_Data supplied_
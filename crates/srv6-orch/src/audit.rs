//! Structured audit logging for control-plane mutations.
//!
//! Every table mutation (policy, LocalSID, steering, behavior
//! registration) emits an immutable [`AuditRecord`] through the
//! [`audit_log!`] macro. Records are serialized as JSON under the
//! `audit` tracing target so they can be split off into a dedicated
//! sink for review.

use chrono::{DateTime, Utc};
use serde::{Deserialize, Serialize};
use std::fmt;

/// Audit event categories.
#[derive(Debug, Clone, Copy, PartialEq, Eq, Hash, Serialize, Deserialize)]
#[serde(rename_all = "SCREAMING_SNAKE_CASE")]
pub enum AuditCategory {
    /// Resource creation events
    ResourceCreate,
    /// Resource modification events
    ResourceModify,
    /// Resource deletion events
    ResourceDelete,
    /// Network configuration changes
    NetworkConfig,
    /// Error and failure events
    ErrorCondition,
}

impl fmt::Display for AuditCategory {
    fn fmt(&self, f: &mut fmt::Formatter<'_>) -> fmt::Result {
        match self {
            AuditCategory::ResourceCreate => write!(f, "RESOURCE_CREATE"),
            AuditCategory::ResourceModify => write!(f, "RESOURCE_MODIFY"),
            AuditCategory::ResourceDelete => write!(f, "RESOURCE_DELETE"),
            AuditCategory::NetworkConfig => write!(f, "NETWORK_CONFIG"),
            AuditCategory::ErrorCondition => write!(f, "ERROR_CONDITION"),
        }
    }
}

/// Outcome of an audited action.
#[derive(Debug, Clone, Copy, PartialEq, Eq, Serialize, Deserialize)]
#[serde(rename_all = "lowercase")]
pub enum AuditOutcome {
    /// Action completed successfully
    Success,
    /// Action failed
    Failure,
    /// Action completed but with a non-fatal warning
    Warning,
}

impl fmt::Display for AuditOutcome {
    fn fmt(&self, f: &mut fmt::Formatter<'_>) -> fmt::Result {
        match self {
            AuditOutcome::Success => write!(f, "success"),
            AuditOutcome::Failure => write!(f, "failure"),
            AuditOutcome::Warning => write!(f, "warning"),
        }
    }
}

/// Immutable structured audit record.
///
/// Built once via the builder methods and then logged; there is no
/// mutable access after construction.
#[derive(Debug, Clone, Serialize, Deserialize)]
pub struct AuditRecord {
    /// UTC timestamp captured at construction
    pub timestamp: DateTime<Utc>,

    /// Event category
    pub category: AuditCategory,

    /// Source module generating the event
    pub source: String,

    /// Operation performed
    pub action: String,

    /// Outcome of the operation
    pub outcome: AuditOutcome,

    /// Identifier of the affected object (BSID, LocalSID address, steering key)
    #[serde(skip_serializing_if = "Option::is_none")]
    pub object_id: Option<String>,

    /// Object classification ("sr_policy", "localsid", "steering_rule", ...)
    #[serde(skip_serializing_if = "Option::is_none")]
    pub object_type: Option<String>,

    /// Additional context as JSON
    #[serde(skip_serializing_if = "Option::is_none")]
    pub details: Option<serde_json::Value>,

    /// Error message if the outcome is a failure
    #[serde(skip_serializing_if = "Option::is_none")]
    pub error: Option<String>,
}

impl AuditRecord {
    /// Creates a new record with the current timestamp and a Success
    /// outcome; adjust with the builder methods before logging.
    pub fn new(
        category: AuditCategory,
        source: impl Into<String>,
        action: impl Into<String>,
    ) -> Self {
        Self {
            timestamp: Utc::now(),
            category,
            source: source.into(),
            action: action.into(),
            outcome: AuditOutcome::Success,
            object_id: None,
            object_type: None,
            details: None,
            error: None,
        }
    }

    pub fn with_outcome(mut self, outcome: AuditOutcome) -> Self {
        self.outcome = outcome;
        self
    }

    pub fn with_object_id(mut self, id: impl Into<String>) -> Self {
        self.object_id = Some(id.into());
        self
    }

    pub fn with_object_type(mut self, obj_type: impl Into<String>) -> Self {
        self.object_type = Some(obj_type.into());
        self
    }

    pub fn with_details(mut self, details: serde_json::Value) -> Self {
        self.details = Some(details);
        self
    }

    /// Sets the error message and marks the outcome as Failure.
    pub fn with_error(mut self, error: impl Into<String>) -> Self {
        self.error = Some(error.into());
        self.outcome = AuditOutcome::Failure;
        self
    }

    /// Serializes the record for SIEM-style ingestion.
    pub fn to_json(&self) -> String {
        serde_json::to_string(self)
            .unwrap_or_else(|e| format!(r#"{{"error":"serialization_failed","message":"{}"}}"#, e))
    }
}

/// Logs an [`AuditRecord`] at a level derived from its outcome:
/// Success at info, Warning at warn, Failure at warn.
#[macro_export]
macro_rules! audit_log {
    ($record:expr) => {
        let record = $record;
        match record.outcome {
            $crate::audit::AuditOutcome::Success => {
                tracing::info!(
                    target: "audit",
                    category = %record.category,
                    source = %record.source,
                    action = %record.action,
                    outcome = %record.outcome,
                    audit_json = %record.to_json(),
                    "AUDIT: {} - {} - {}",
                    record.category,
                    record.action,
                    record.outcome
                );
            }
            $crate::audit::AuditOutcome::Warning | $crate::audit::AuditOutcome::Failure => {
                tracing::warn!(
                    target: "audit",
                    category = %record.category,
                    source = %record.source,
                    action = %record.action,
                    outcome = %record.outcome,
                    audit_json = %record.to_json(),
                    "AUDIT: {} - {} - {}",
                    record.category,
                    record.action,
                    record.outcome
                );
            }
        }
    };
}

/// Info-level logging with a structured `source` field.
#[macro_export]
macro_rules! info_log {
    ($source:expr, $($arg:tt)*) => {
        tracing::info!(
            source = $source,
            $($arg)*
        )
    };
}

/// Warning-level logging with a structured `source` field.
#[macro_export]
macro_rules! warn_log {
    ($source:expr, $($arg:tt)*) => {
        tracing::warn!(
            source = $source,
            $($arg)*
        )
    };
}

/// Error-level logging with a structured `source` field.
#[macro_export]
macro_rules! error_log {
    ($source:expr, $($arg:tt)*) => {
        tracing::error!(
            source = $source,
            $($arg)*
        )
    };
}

_What you should do_
The first line of the entries, the line with "JSON under the", and every line between them should be retyped exactly, and nothing else.

_Result below_
filename crates/srv6-orch/src/audit.rs
//! Structured audit logging for control-plane mutations.
//!
//! Every table mutation (policy, LocalSID, steering, behavior
//! registration) emits an immutable [`AuditRecord`] through the
//! [`audit_log!`] macro. Records are serialized as JSON under the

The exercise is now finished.